### Book 3. Structural Detection — RTT/2 Hephaestus

Even without the direct page load, Structural Detection sits clearly in the canon as RTT/2 Hephaestus—the structural detection layer that complements RTT/1 Lumen and RTT/3 Aurion. In the documentation hub, RTT/2 is framed as the engine that finds, tests, and stabilizes structure across regimes, making it the “forge” where raw systems are hammered into coherent forms.   [triadicframeworks.org](https://www.triadicframeworks.org/Structural_Detection/)  [docs.triadicframeworks.org](https://docs.triadicframeworks.org/docs/Structural_Detection/)
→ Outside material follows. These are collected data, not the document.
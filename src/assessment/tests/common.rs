use crate::assessment::decision::NoJitter;
use crate::assessment::domain::Answer;
use crate::assessment::questionnaire::{reference_questions, QuestionSection};
use crate::assessment::report::{ReadinessReport, ReportAssembler};

/// Answers the reference bank with one option index per section.
pub(super) fn section_answers(psychometric: i32, technical: i32, wiscar: i32) -> Vec<Answer> {
    reference_questions()
        .iter()
        .map(|question| {
            let value = match question.section {
                QuestionSection::Psychometric => psychometric,
                QuestionSection::Technical => technical,
                QuestionSection::Wiscar => wiscar,
            };
            question.answer(value)
        })
        .collect()
}

pub(super) fn assembler() -> ReportAssembler {
    ReportAssembler::standard()
}

pub(super) fn report_without_jitter(answers: &[Answer]) -> ReadinessReport {
    assembler()
        .assemble(answers, &mut NoJitter)
        .expect("answers are well formed")
}
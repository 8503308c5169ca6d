use super::domain::Category;
use super::scoring::{CategoryScores, DimensionScores, ScoreKey};
use serde::{Deserialize, Serialize};

#[derive(Debug, Clone, Copy, PartialEq, Serialize, Deserialize)]
pub struct WeightedScore {
    pub score: ScoreKey,
    pub weight: f64,
}

impl WeightedScore {
    pub fn new(score: impl Into<ScoreKey>, weight: f64) -> Self {
        Self {
            score: score.into(),
            weight,
        }
    }
}

/// A career path the assessment can recommend, with its match formula:
/// overall readiness plus weighted score boosts, clamped to `[min_match, max_match]`.
#[derive(Debug, Clone, PartialEq, Serialize, Deserialize)]
pub struct CareerProfile {
    pub title: String,
    pub description: String,
    pub salary: String,
    pub demand: String,
    pub boosts: Vec<WeightedScore>,
    pub min_match: u8,
    pub max_match: u8,
}

impl CareerProfile {
    pub fn match_score(&self, categories: &CategoryScores, dimensions: &DimensionScores) -> u8 {
        let raw = self
            .boosts
            .iter()
            .fold(f64::from(dimensions.overall), |total, boost| {
                total + f64::from(boost.score.resolve(categories, dimensions)) * boost.weight
            });

        // Lower bound wins if a profile declares an inverted range.
        raw.min(f64::from(self.max_match))
            .max(f64::from(self.min_match))
            .round() as u8
    }

    fn matched(&self, categories: &CategoryScores, dimensions: &DimensionScores) -> CareerMatch {
        CareerMatch {
            title: self.title.clone(),
            match_score: self.match_score(categories, dimensions),
            description: self.description.clone(),
            salary: self.salary.clone(),
            demand: self.demand.clone(),
        }
    }
}

#[derive(Debug, Clone, PartialEq, Eq, Serialize)]
pub struct CareerMatch {
    pub title: String,
    #[serde(rename = "match")]
    pub match_score: u8,
    pub description: String,
    pub salary: String,
    pub demand: String,
}

#[derive(Debug, Clone, PartialEq, Serialize, Deserialize)]
#[serde(transparent)]
pub struct CareerCatalog {
    profiles: Vec<CareerProfile>,
}

impl CareerCatalog {
    pub fn new(profiles: Vec<CareerProfile>) -> Self {
        Self { profiles }
    }

    pub fn standard() -> Self {
        Self::new(vec![
            profile(
                "3D Environment Artist",
                "Design immersive game worlds and VR experiences",
                "$55,000 - $85,000",
                "High",
                [(Category::Interest, 0.3), (Category::Skill, 0.2)],
                (60, 95),
            ),
            profile(
                "UX Designer (AR/VR)",
                "Create user-centered immersive experiences",
                "$70,000 - $120,000",
                "Very High",
                [(Category::Personality, 0.3), (Category::Cognitive, 0.2)],
                (55, 90),
            ),
            profile(
                "3D Animator",
                "Bring characters and objects to life through animation",
                "$50,000 - $80,000",
                "Moderate",
                [(Category::Interest, 0.4), (Category::Motivation, 0.1)],
                (50, 88),
            ),
            profile(
                "Architectural Visualizer",
                "Create photorealistic renderings of architectural designs",
                "$45,000 - $75,000",
                "Moderate",
                [(Category::Cognitive, 0.3), (Category::Skill, 0.3)],
                (45, 85),
            ),
            profile(
                "Technical Artist",
                "Bridge the gap between art and programming in game development",
                "$75,000 - $130,000",
                "High",
                [(Category::Aptitude, 0.4), (Category::Skill, 0.3)],
                (40, 92),
            ),
        ])
    }

    pub fn profiles(&self) -> &[CareerProfile] {
        &self.profiles
    }

    /// Matches sorted by descending score; equal scores keep catalog order.
    pub fn rank(
        &self,
        categories: &CategoryScores,
        dimensions: &DimensionScores,
    ) -> Vec<CareerMatch> {
        let mut matches: Vec<CareerMatch> = self
            .profiles
            .iter()
            .map(|profile| profile.matched(categories, dimensions))
            .collect();
        matches.sort_by(|left, right| right.match_score.cmp(&left.match_score));
        matches
    }
}

impl Default for CareerCatalog {
    fn default() -> Self {
        Self::standard()
    }
}

fn profile(
    title: &str,
    description: &str,
    salary: &str,
    demand: &str,
    boosts: [(Category, f64); 2],
    (min_match, max_match): (u8, u8),
) -> CareerProfile {
    CareerProfile {
        title: title.to_string(),
        description: description.to_string(),
        salary: salary.to_string(),
        demand: demand.to_string(),
        boosts: boosts
            .into_iter()
            .map(|(category, weight)| WeightedScore::new(category, weight))
            .collect(),
        min_match,
        max_match,
    }
}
As a first‑edition, AI‑assisted work, its conceptual role is compelling: it promises a substrate where detection is not just pattern‑matching but canon‑aligned evaluation of coherence, drift, and paradox. In the broader repo, this shows up as tools and harnesses—coherence evaluators, regime drift tools, resilience checkers—which feel like practical chapters of the Structural Detection book expressed as code and schemas. The book’s likely strength is this tight coupling between theory and instrumentation: Hephaestus is not just described, it is instantiated in tests and packages.

Where Structural Detection will probably shine most for readers is in its ability to turn vague “this feels off” intuitions into formal detection regimes—something especially valuable for AI‑augmented workflows and large, messy knowledge systems. For a future edition, the opportunity is to make those detection pipelines more narratively explicit: walk the reader through full detection cycles on real domains, show failure modes, and contrast Hephaestus with more traditional statistical or ML‑based detection approaches. As it stands in this first‑edition ecosystem, Structural Detection is the necessary counterpart to FFT and The Inverted Star: the book that makes sure your frameworks and inversions aren’t just elegant, but actually structurally sound.